===== INPUT DATA =====

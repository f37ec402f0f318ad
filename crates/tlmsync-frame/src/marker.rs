use tlmsync_transport::InputGuard;

/// Width of the frame marker in bytes.
pub const MARKER_LEN: usize = 10;

/// Frame delimiter. Senders guarantee it never appears inside a frame body.
pub const MARKER: [u8; MARKER_LEN] = [
    0xFF, 0xFF, 0xFF, 0xFF, 0xFE, 0xFE, 0xFF, 0xFF, 0xFF, 0xFF,
];

/// Outcome of checking one queue position for a marker.
#[derive(Debug, Clone, Copy, PartialEq, Eq)]
pub enum MarkerState {
    /// The ten bytes at the position are not a marker.
    NotMarker,
    /// The ten bytes at the position are a marker.
    IsMarker,
    /// Fewer than ten bytes are buffered from the position; wait for more.
    EndOfBuffer,
}

/// Check whether a marker starts at `index` in the locked input queue.
pub fn scan_step(queue: &InputGuard<'_>, index: usize) -> MarkerState {
    match index.checked_add(MARKER_LEN) {
        Some(end) if end <= queue.len() => {}
        _ => return MarkerState::EndOfBuffer,
    }

    let matches = MARKER
        .iter()
        .enumerate()
        .all(|(offset, &expected)| queue.get(index + offset) == Some(expected));

    if matches {
        MarkerState::IsMarker
    } else {
        MarkerState::NotMarker
    }
}

/// Returns true if `bytes` starts with the marker.
pub fn is_marker(bytes: &[u8]) -> bool {
    bytes.len() >= MARKER_LEN && bytes[..MARKER_LEN] == MARKER
}
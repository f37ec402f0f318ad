use std::collections::BTreeMap;

use serde::Serialize;

/// A decoded value as delivered to a sink.
#[derive(Debug, Clone, PartialEq, Serialize)]
#[serde(untagged)]
pub enum ReadingValue {
    /// Formatted value with unit suffix, e.g. `"3.7v"`.
    Text(String),
    /// Raw numeric value.
    Number(f64),
}

impl std::fmt::Display for ReadingValue {
    fn fmt(&self, f: &mut std::fmt::Formatter<'_>) -> std::fmt::Result {
        match self {
            ReadingValue::Text(text) => f.write_str(text),
            ReadingValue::Number(n) => write!(f, "{n}"),
        }
    }
}

/// A named decoded value.
#[derive(Debug, Clone, PartialEq, Serialize)]
pub struct Reading {
    pub name: String,
    pub value: ReadingValue,
}

impl Reading {
    pub fn new(name: impl Into<String>, value: ReadingValue) -> Self {
        Self {
            name: name.into(),
            value,
        }
    }
}

/// Receiver of decoded readings.
///
/// Called once per recognized record, in record order within a payload.
pub trait TelemetrySink {
    fn set_value(&mut self, name: &str, value: ReadingValue);
}

impl TelemetrySink for Vec<Reading> {
    fn set_value(&mut self, name: &str, value: ReadingValue) {
        self.push(Reading::new(name, value));
    }
}

/// Adapts a closure into a [`TelemetrySink`].
pub struct SinkFn<F>(pub F);

impl<F> TelemetrySink for SinkFn<F>
where
    F: FnMut(&str, ReadingValue),
{
    fn set_value(&mut self, name: &str, value: ReadingValue) {
        (self.0)(name, value)
    }
}

/// Keeps the most recent value per reading name.
#[derive(Debug, Default)]
pub struct LatestReadings {
    values: BTreeMap<String, Latest>,
}

#[derive(Debug)]
struct Latest {
    value: ReadingValue,
    updates: u64,
}

impl LatestReadings {
    pub fn new() -> Self {
        Self::default()
    }

    /// Most recent value for `name`.
    pub fn get(&self, name: &str) -> Option<&ReadingValue> {
        self.values.get(name).map(|latest| &latest.value)
    }

    /// How many times `name` has been set.
    pub fn updates(&self, name: &str) -> u64 {
        self.values.get(name).map_or(0, |latest| latest.updates)
    }

    /// Names and latest values, sorted by name.
    pub fn iter(&self) -> impl Iterator<Item = (&str, &ReadingValue)> {
        self.values
            .iter()
            .map(|(name, latest)| (name.as_str(), &latest.value))
    }

    pub fn len(&self) -> usize {
        self.values.len()
    }

    pub fn is_empty(&self) -> bool {
        self.values.is_empty()
    }
}

impl TelemetrySink for LatestReadings {
    fn set_value(&mut self, name: &str, value: ReadingValue) {
        match self.values.get_mut(name) {
            Some(latest) => {
                latest.value = value;
                latest.updates += 1;
            }
            None => {
                self.values
                    .insert(name.to_string(), Latest { value, updates: 1 });
            }
        }
    }
}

=====

TASK GOAL: Only lines of the data holding the word "Number" go in the answer. Please copy each of them.

REPLY:
    Number(f64),
            ReadingValue::Number(n) => write!(f, "{n}"),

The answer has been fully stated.